Work instruction:
Each record below is to be output with no change at all.

Entries shown:
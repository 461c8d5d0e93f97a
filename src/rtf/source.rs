//! Byte source with one byte of pushback.

use std::io::{ErrorKind, Read};

/// Pulls bytes one at a time from a reader.
///
/// The parser never needs more than one byte of lookahead, which is
/// satisfied by [`CharSource::pushback`]. Wrap unbuffered readers (files,
/// sockets) in a `BufReader` before handing them over.
pub struct CharSource<R> {
    reader: R,
    pending: Option<u8>,
}

impl<R: Read> CharSource<R> {
    #[inline]
    pub fn new(reader: R) -> Self {
        Self {
            reader,
            pending: None,
        }
    }

    /// Next byte, or `None` at end of input.
    pub fn next(&mut self) -> std::io::Result<Option<u8>> {
        if let Some(byte) = self.pending.take() {
            return Ok(Some(byte));
        }

        let mut buf = [0u8; 1];
        loop {
            match self.reader.read(&mut buf) {
                Ok(0) => return Ok(None),
                Ok(_) => return Ok(Some(buf[0])),
                Err(e) if e.kind() == ErrorKind::Interrupted => continue,
                Err(e) => return Err(e),
            }
        }
    }

    /// Store a byte to be returned by the next call to [`CharSource::next`].
    ///
    /// Overwrites any byte pushed back earlier.
    #[inline]
    pub fn pushback(&mut self, byte: u8) {
        self.pending = Some(byte);
    }
}
//! Crate-level error type.
//!
//! Parse failures keep their own taxonomy in [`crate::rtf::RtfError`]; this
//! type adds the failures that happen around a parse (opening a file,
//! rejecting an incompatible font engine).

pub mod types;

pub use types::{Error, Result};
use crate::rtf::RtfError;
use thiserror::Error;

/// Main error type for rtflow operations.
#[derive(Error, Debug)]
pub enum Error {
    /// IO error while opening or reading a document
    #[error("IO error: {0}")]
    Io(#[from] std::io::Error),

    /// The RTF stream could not be parsed
    #[error(transparent)]
    Rtf(#[from] RtfError),

    /// The supplied font engine implements a different capability version
    #[error("Unknown font engine version: expected {expected}, got {found}")]
    FontEngineVersion { expected: u32, found: u32 },
}

/// Result type for rtflow operations.
pub type Result<T> = std::result::Result<T, Error>;
//! Parser state that is saved and restored across groups.

use super::error::{RtfError, RtfResult};
use super::types::{CharacterFormat, DocumentFormat, ParagraphFormat, SectionFormat};

/// Where decoded characters go.
#[derive(Debug, Clone, Copy, PartialEq, Eq, Default)]
pub enum Destination {
    /// Document body text
    #[default]
    Body,
    /// Discard everything
    Skip,
    FontTable,
    ColorTable,
    Info,
    Title,
    Subject,
    Author,
}

/// How the next raw bytes are interpreted.
#[derive(Debug, Clone, Copy, PartialEq, Eq, Default)]
pub enum InputMode {
    #[default]
    Normal,
    /// `\binN` payload with this many bytes left
    Binary { remaining: i32 },
    /// `\'hh` escape with `nibbles` digits still to read
    Hex { nibbles: u8, value: u8 },
}

/// Everything a `{` saves and the matching `}` restores.
#[derive(Debug, Clone, Copy, PartialEq, Default)]
pub struct SaveFrame {
    pub chp: CharacterFormat,
    pub pap: ParagraphFormat,
    pub sep: SectionFormat,
    pub dop: DocumentFormat,
    pub destination: Destination,
    pub input: InputMode,
}

/// Stack of saved frames, one per open group.
#[derive(Debug, Default)]
pub struct GroupStack {
    frames: Vec<SaveFrame>,
}

impl GroupStack {
    pub fn new() -> Self {
        Self::default()
    }

    /// Save a frame. Fails with `StackOverflow` when memory runs out.
    pub fn push(&mut self, frame: SaveFrame) -> RtfResult<()> {
        self.frames
            .try_reserve(1)
            .map_err(|_| RtfError::StackOverflow)?;
        self.frames.push(frame);
        Ok(())
    }

    /// Restore the most recent frame. Fails with `StackUnderflow` when no
    /// group is open.
    pub fn pop(&mut self) -> RtfResult<SaveFrame> {
        self.frames.pop().ok_or(RtfError::StackUnderflow)
    }

    #[inline]
    pub fn is_empty(&self) -> bool {
        self.frames.is_empty()
    }
}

Exercise output:
repository 461c8d5d0e93f97a
filename src/rtf/source.rs
//! Byte source with one byte of pushback.

use std::io::{ErrorKind, Read};

/// Pulls bytes one at a time from a reader.
///
/// The parser never needs more than one byte of lookahead, which is
/// satisfied by [`CharSource::pushback`]. Wrap unbuffered readers (files,
/// sockets) in a `BufReader` before handing them over.
pub struct CharSource<R> {
    reader: R,
    pending: Option<u8>,
}

impl<R: Read> CharSource<R> {
    #[inline]
    pub fn new(reader: R) -> Self {
        Self {
            reader,
            pending: None,
        }
    }

    /// Next byte, or `None` at end of input.
    pub fn next(&mut self) -> std::io::Result<Option<u8>> {
        if let Some(byte) = self.pending.take() {
            return Ok(Some(byte));
        }

        let mut buf = [0u8; 1];
        loop {
            match self.reader.read(&mut buf) {
                Ok(0) => return Ok(None),
                Ok(_) => return Ok(Some(buf[0])),
                Err(e) if e.kind() == ErrorKind::Interrupted => continue,
                Err(e) => return Err(e),
            }
        }
    }

    /// Store a byte to be returned by the next call to [`CharSource::next`].
    ///
    /// Overwrites any byte pushed back earlier.
    #[inline]
    pub fn pushback(&mut self, byte: u8) {
        self.pending = Some(byte);
    }
}
//! Crate-level error type.
//!
//! Parse failures keep their own taxonomy in [`crate::rtf::RtfError`]; this
//! type adds the failures that happen around a parse (opening a file,
//! rejecting an incompatible font engine).

pub mod types;

pub use types::{Error, Result};
use crate::rtf::RtfError;
use thiserror::Error;

/// Main error type for rtflow operations.
#[derive(Error, Debug)]
pub enum Error {
    /// IO error while opening or reading a document
    #[error("IO error: {0}")]
    Io(#[from] std::io::Error),

    /// The RTF stream could not be parsed
    #[error(transparent)]
    Rtf(#[from] RtfError),

    /// The supplied font engine implements a different capability version
    #[error("Unknown font engine version: expected {expected}, got {found}")]
    FontEngineVersion { expected: u32, found: u32 },
}

/// Result type for rtflow operations.
pub type Result<T> = std::result::Result<T, Error>;
//! Parser state that is saved and restored across groups.

use super::error::{RtfError, RtfResult};
use super::types::{CharacterFormat, DocumentFormat, ParagraphFormat, SectionFormat};

/// Where decoded characters go.
#[derive(Debug, Clone, Copy, PartialEq, Eq, Default)]
pub enum Destination {
    /// Document body text
    #[default]
    Body,
    /// Discard everything
    Skip,
    FontTable,
    ColorTable,
    Info,
    Title,
    Subject,
    Author,
}

/// How the next raw bytes are interpreted.
#[derive(Debug, Clone, Copy, PartialEq, Eq, Default)]
pub enum InputMode {
    #[default]
    Normal,
    /// `\binN` payload with this many bytes left
    Binary { remaining: i32 },
    /// `\'hh` escape with `nibbles` digits still to read
    Hex { nibbles: u8, value: u8 },
}

/// Everything a `{` saves and the matching `}` restores.
#[derive(Debug, Clone, Copy, PartialEq, Default)]
pub struct SaveFrame {
    pub chp: CharacterFormat,
    pub pap: ParagraphFormat,
    pub sep: SectionFormat,
    pub dop: DocumentFormat,
    pub destination: Destination,
    pub input: InputMode,
}

/// Stack of saved frames, one per open group.
#[derive(Debug, Default)]
pub struct GroupStack {
    frames: Vec<SaveFrame>,
}

impl GroupStack {
    pub fn new() -> Self {
        Self::default()
    }

    /// Save a frame. Fails with `StackOverflow` when memory runs out.
    pub fn push(&mut self, frame: SaveFrame) -> RtfResult<()> {
        self.frames
            .try_reserve(1)
            .map_err(|_| RtfError::StackOverflow)?;
        self.frames.push(frame);
        Ok(())
    }

    /// Restore the most recent frame. Fails with `StackUnderflow` when no
    /// group is open.
    pub fn pop(&mut self) -> RtfResult<SaveFrame> {
        self.frames.pop().ok_or(RtfError::StackUnderflow)
    }

    #[inline]
    pub fn is_empty(&self) -> bool {
        self.frames.is_empty()
    }
}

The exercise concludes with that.